# Always scratching



## Purley (May 21, 2010)

Well, not always!! Just more than Sam or Tyson do.

I put her in a crate in my bedroom at night and I never hear her scratching. At the moment I am putting some liquid stuff in her ears twice a day. The vet's label is over the original label but I can read "otic" which sounds like that Epiotic stuff I had for my Golden. Her right ear looks pale and fine but the left ear is still a bit pink - but perhaps its becauase she was just scratching it. It doesn't have red spots in it like it did when I first took her to the vet's. 

Sometimes she scratches the side of her face. Sometimes its her side. Maybe it got to be a habit or something. She does still have a few spots on her belly but they look like they have dried up. My groomer friend said to watch and make sure she isn't getting "diaper" rash because she is a girl. But my shih-tzus pee like that - neither lift their leg to pee and they have never had a rash. Besides which all girl dogs pee like that and I am sure all girl dogs don't get diaper rash.

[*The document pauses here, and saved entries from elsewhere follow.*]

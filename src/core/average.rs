use crate::core::grouper::GroupedOffers;
use crate::domain::model::{AveragePrice, AveragePriceTable, CanonicalItem, Price};
use std::collections::BTreeMap;

/// 參考均價只採用「該店只回傳一個候選」的分組，多候選分組一律不看
pub struct AveragePriceEstimator;

impl AveragePriceEstimator {
    pub fn estimate(items: &[CanonicalItem], grouped: &GroupedOffers) -> AveragePriceTable {
        let mut entries = BTreeMap::new();

        for item in items {
            let singleton_prices: Vec<Price> = grouped
                .groups_for_term(&item.term)
                .filter(|offers| offers.len() == 1)
                .map(|offers| offers[0].price)
                .collect();

            let average = mean_rounded(&singleton_prices)
                .map(AveragePrice::Known)
                .unwrap_or(AveragePrice::Unknown);

            tracing::debug!(
                "💰 Average for '{}': {} from {} singleton offers",
                item.term,
                average,
                singleton_prices.len()
            );
            entries.insert(item.term.clone(), average);
        }

        let known = entries
            .values()
            .filter(|average| matches!(average, AveragePrice::Known(_)))
            .count();
        tracing::info!(
            "💰 Estimated average prices: {} known, {} unknown",
            known,
            entries.len() - known
        );

        AveragePriceTable::new(entries)
    }
}

/// 算術平均，四捨五入到分
fn mean_rounded(prices: &[Price]) -> Option<Price> {
    if prices.is_empty() {
        return None;
    }
    let count = prices.len() as u128;
    let sum: u128 = prices.iter().map(|price| u128::from(price.minor())).sum();
    // 平均值不會超過最大的單價，必定能放回 u64
    let mean = (sum * 2 + count) / (count * 2);
    Some(Price::from_minor(u64::try_from(mean).unwrap_or(u64::MAX)))
}
#[cfg(feature = "cli")]
use std::sync::Mutex;
#[cfg(feature = "cli")]
use std::time::{Duration, Instant};
#[cfg(feature = "cli")]
use sysinfo::{Pid, ProcessRefreshKind, ProcessesToUpdate, System};

#[cfg(feature = "cli")]
#[derive(Debug, Clone)]
pub struct PhaseStats {
    pub phase: String,
    pub cpu_usage: f32,
    pub memory_usage_mb: u64,
    pub peak_memory_mb: u64,
    pub elapsed_time: Duration,
}

/// 逐階段記錄 CPU / 記憶體用量；停用時所有方法皆為 no-op
#[cfg(feature = "cli")]
pub struct SystemMonitor {
    state: Option<Mutex<MonitorState>>,
    start_time: Instant,
}

#[cfg(feature = "cli")]
struct MonitorState {
    system: System,
    pid: Pid,
    peak_memory_mb: u64,
}

#[cfg(feature = "cli")]
impl SystemMonitor {
    pub fn new(enabled: bool) -> Self {
        let state = if enabled {
            match sysinfo::get_current_pid() {
                Ok(pid) => Some(Mutex::new(MonitorState {
                    system: System::new(),
                    pid,
                    peak_memory_mb: 0,
                })),
                Err(e) => {
                    tracing::warn!("⚠️ System monitoring unavailable: {}", e);
                    None
                }
            }
        } else {
            None
        };

        Self {
            state,
            start_time: Instant::now(),
        }
    }

    pub fn sample(&self, phase: &str) -> Option<PhaseStats> {
        let mut state = self.state.as_ref()?.lock().ok()?;
        let pid = state.pid;
        state.system.refresh_processes_specifics(
            ProcessesToUpdate::Some(&[pid]),
            true,
            ProcessRefreshKind::nothing().with_cpu().with_memory(),
        );

        let (cpu_usage, memory_usage_mb) = {
            let process = state.system.process(pid)?;
            (process.cpu_usage(), process.memory() / 1024 / 1024)
        };
        state.peak_memory_mb = state.peak_memory_mb.max(memory_usage_mb);

        Some(PhaseStats {
            phase: phase.to_string(),
            cpu_usage,
            memory_usage_mb,
            peak_memory_mb: state.peak_memory_mb,
            elapsed_time: self.start_time.elapsed(),
        })
    }

    pub fn log_stats(&self, phase: &str) {
        if let Some(stats) = self.sample(phase) {
            tracing::info!(
                "📊 {} - CPU: {:.1}%, Memory: {}MB, Peak: {}MB, Time: {:?}",
                stats.phase,
                stats.cpu_usage,
                stats.memory_usage_mb,
                stats.peak_memory_mb,
                stats.elapsed_time
            );
        }
    }

    pub fn log_final_stats(&self) {
        if let Some(stats) = self.sample("final") {
            tracing::info!(
                "📊 Final Stats - Total Time: {:?}, Peak Memory: {}MB",
                stats.elapsed_time,
                stats.peak_memory_mb
            );
        }
    }

    pub fn is_enabled(&self) -> bool {
        self.state.is_some()
    }
}

#[cfg(feature = "cli")]
impl Default for SystemMonitor {
    fn default() -> Self {
        Self::new(false)
    }
}

// 非 CLI 建置不帶 sysinfo
#[cfg(not(feature = "cli"))]
#[derive(Default)]
pub struct SystemMonitor;

#[cfg(not(feature = "cli"))]
impl SystemMonitor {
    pub fn new(_enabled: bool) -> Self {
        Self
    }

    pub fn log_stats(&self, _phase: &str) {}

    pub fn log_final_stats(&self) {}

    pub fn is_enabled(&self) -> bool {
        false
    }
}

#[cfg(all(test, feature = "cli"))]
mod tests {
    use super::*;

    #[test]
    fn test_disabled_monitor_samples_nothing() {
        let monitor = SystemMonitor::new(false);
        assert!(!monitor.is_enabled());
        assert!(monitor.sample("extract").is_none());
    }
}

She is still on the anti-biotics for the rash on her belly and under her armpits, and she is still taking the pink pills for the itching.

I can't keep running to the vet's every day. It cost me $300 the first WEEK!! All three dogs are eating Van Patten's Natural Balance Lamb and Rice. Sam hasn't had hot spots (touch wood) since he has been eating this food and all three really like it.

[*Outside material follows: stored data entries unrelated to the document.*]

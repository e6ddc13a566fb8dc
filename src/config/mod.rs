pub mod cli;
pub mod toml_config;

#[cfg(feature = "cli")]
use clap::Parser;

#[cfg(feature = "cli")]
#[derive(Debug, Clone, Parser)]
#[command(name = "basket-compare")]
#[command(about = "Compare grocery baskets across vendors returned by search backends")]
pub struct CliConfig {
    /// Path to TOML configuration file
    #[arg(short, long, default_value = "basket.toml")]
    pub config: String,

    /// Override load.output_path from config
    #[arg(long)]
    pub output_path: Option<String>,

    /// Override extract.concurrent_requests from config
    #[arg(long)]
    pub concurrent_requests: Option<usize>,

    #[arg(short, long, help = "Enable verbose output")]
    pub verbose: bool,

    #[arg(long, help = "Emit logs as JSON")]
    pub json_logs: bool,

    /// Override monitoring setting from config
    #[arg(long)]
    pub monitor: Option<bool>,

    /// Show what would be searched without calling any backend
    #[arg(long)]
    pub dry_run: bool,
}

#[cfg(feature = "cli")]
impl CliConfig {
    /// 將命令列覆蓋套用到 TOML 配置
    pub fn apply_overrides(&self, config: &mut toml_config::BasketConfig) {
        if let Some(path) = &self.output_path {
            config.load.output_path = path.clone();
            tracing::info!("🔧 Output path overridden to: {}", path);
        }
        if let Some(concurrent) = self.concurrent_requests {
            config.extract.concurrent_requests = Some(concurrent);
            tracing::info!("🔧 Concurrent requests overridden to: {}", concurrent);
        }
    }
}
// crates/db/src/queries/types.rs
// Filter and parameter types shared across query modules and exported to the server crate.

use crysta_view_core::LeadStatus;
use serde::{Deserialize, Serialize};
use ts_rs::TS;

/// Default rows per page for lead and conversation tables.
pub const DEFAULT_PAGE_SIZE: usize = 50;

/// Columns matched by the leads table search box.
pub const LEAD_SEARCH_COLUMNS: [&str; 5] = [
    "phone_number",
    "full_name",
    "user_city",
    "spouse_name",
    "preferred_center",
];

/// Columns matched by conversation search.
pub const CONVERSATION_SEARCH_COLUMNS: [&str; 3] = ["phone_number", "full_name", "user_city"];

/// Lead columns needed to build a conversation summary.
pub const CONVERSATION_LEAD_COLUMNS: &str =
    "phone_number, full_name, user_city, age, lead_status, created_at, updated_at";

/// Filters for the paginated leads table and its export.
/// Omitted fields apply no filter.
#[derive(Debug, Clone, PartialEq, Serialize, Deserialize, TS)]
#[cfg_attr(feature = "codegen", ts(export, export_to = "../../../web/src/types/generated/"))]
#[serde(rename_all = "camelCase")]
pub struct LeadFilter {
    pub page: usize,
    pub page_size: usize,
    pub search: Option<String>,
    pub status: Option<LeadStatus>,
    pub city: Option<String>,
}

impl Default for LeadFilter {
    fn default() -> Self {
        Self {
            page: 0,
            page_size: DEFAULT_PAGE_SIZE,
            search: None,
            status: None,
            city: None,
        }
    }
}

impl LeadFilter {
    pub fn search_term(&self) -> Option<&str> {
        trimmed(&self.search)
    }
}

/// Filters for the conversation list.
#[derive(Debug, Clone, Default, PartialEq, Serialize, Deserialize, TS)]
#[cfg_attr(feature = "codegen", ts(export, export_to = "../../../web/src/types/generated/"))]
#[serde(rename_all = "camelCase")]
pub struct ConversationFilters {
    pub lead_status: Option<LeadStatus>,
    pub city: Option<String>,
    /// Applied to the fetched page only; `total` still counts every lead.
    pub min_messages: Option<usize>,
    /// Inclusive lower bound on the lead's `created_at`.
    pub date_from: Option<String>,
    /// Inclusive upper bound on the lead's `created_at`.
    pub date_to: Option<String>,
}

impl ConversationFilters {
    pub fn status(status: LeadStatus) -> Self {
        Self {
            lead_status: Some(status),
            ..Default::default()
        }
    }

    pub fn city(city: impl Into<String>) -> Self {
        Self {
            city: Some(city.into()),
            ..Default::default()
        }
    }
}

/// Trimmed, non-empty value of an optional text parameter.
pub(crate) fn trimmed(value: &Option<String>) -> Option<&str> {
    value.as_deref().map(str::trim).filter(|s| !s.is_empty())
}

As I said - its not truthfully ALWAYS scratching, but she scratches more than Sam or Tyson do. Sam only scratches when he has a hot spot. That is how I can tell that one is coming.

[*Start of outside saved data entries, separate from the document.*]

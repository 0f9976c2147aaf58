// crates/server/src/state.rs
//! Application state for the Axum server.

use std::sync::Arc;
use std::time::Instant;

use chrono::{DateTime, Utc};
use crysta_view_core::{AuthGate, MemoryStorage, SessionStorage};
use crysta_view_db::{demo, Database, MemoryStore};

/// The auth gate over whichever session storage the server was started with.
pub type Gate = AuthGate<Arc<dyn SessionStorage>>;

/// Shared application state accessible from all route handlers.
pub struct AppState {
    /// Server start time for uptime tracking.
    pub start_time: Instant,
    /// Data source plus the shared aggregate cache.
    pub db: Database,
    /// Process-wide sign-in state.
    pub auth: Gate,
}

impl AppState {
    pub fn new(db: Database, storage: Arc<dyn SessionStorage>) -> Arc<Self> {
        Arc::new(Self {
            start_time: Instant::now(),
            db,
            auth: AuthGate::new(storage),
        })
    }

    /// State with session storage that lives only as long as the process.
    pub fn in_memory(db: Database) -> Arc<Self> {
        Self::new(db, Arc::new(MemoryStorage::new()))
    }

    /// State over a seeded in-memory store. The store handle is returned so
    /// callers can add rows or inspect executed queries.
    pub fn demo(now: DateTime<Utc>) -> (Arc<Self>, Arc<MemoryStore>) {
        let store = Arc::new(MemoryStore::new());
        demo::seed(&store, now);
        let state = Self::in_memory(Database::new(store.clone()));
        (state, store)
    }

    /// Get the server uptime in seconds.
    pub fn uptime_secs(&self) -> u64 {
        self.start_time.elapsed().as_secs()
    }
}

When she is sleeping, she hardly ever scratches. You would think that that was when she would think about it -- doing nothing -- hey I have an itch I have to scratch.

Anybody got any ideas why she would be scratching more than my Shih-tzus and any suggestions as to what I can do about it??


----------



## fjm (Jun 4, 2010)

Assuming that she does not have fleas or other parasites, it could be the remains of the ear infection, etc. Or she could have a knot in her fur that is catching. Does she scratch the same ear/spot each time?


----------



## Purley (May 21, 2010)

No. She scratches different places. I kind of wonder if it became a habit when she did have those spots in her ears and on her body.


----------



## bluespoomommy (Feb 25, 2010)

mochi does that too...no fleas or ticks, but she does have some on-going mild skin issues and dry skin. she's on a wheat, soy and corn free diet FISH based diet at the moment since i have been suspecting allergies. the scratching doesn't seem to affect her much (no open sores or anything) so i just leave her be.


----------



## JE-UK (Mar 10, 2010)

What flea meds do you use?

Frontline and Advantix make Vasco scratch, but Advocate does not.


----------



## veronica (Nov 13, 2010)

Purley said:


> Well, not always!! Just more than Sam or Tyson do.
> 
> I put her in a crate in my bedroom at night and I never hear her scratching. At the moment I am putting some liquid stuff in her ears twice a day. The vet's label is over the original label but I can read "otic" which sounds like that Epiotic stuff I had for my Golden. Her right ear looks pale and fine but the left ear is still a bit pink - but perhaps its becauase she was just scratching it. It doesn't have red spots in it like it did when I first took her to the vet's.
> 
> ...


i was told not to feed rice or potato


----------



## Tiny Poodles (Jun 20, 2013)

It costs more to begin with, but I am telling you that a Vet dermatologist will get to the root of the problem and offer treatments that a regular vet just can't - not to mention the angst it will save you. She sounds like a classic allergic poodle to me - the ears, the rash , the scratching all over - it is all part if the allergy package!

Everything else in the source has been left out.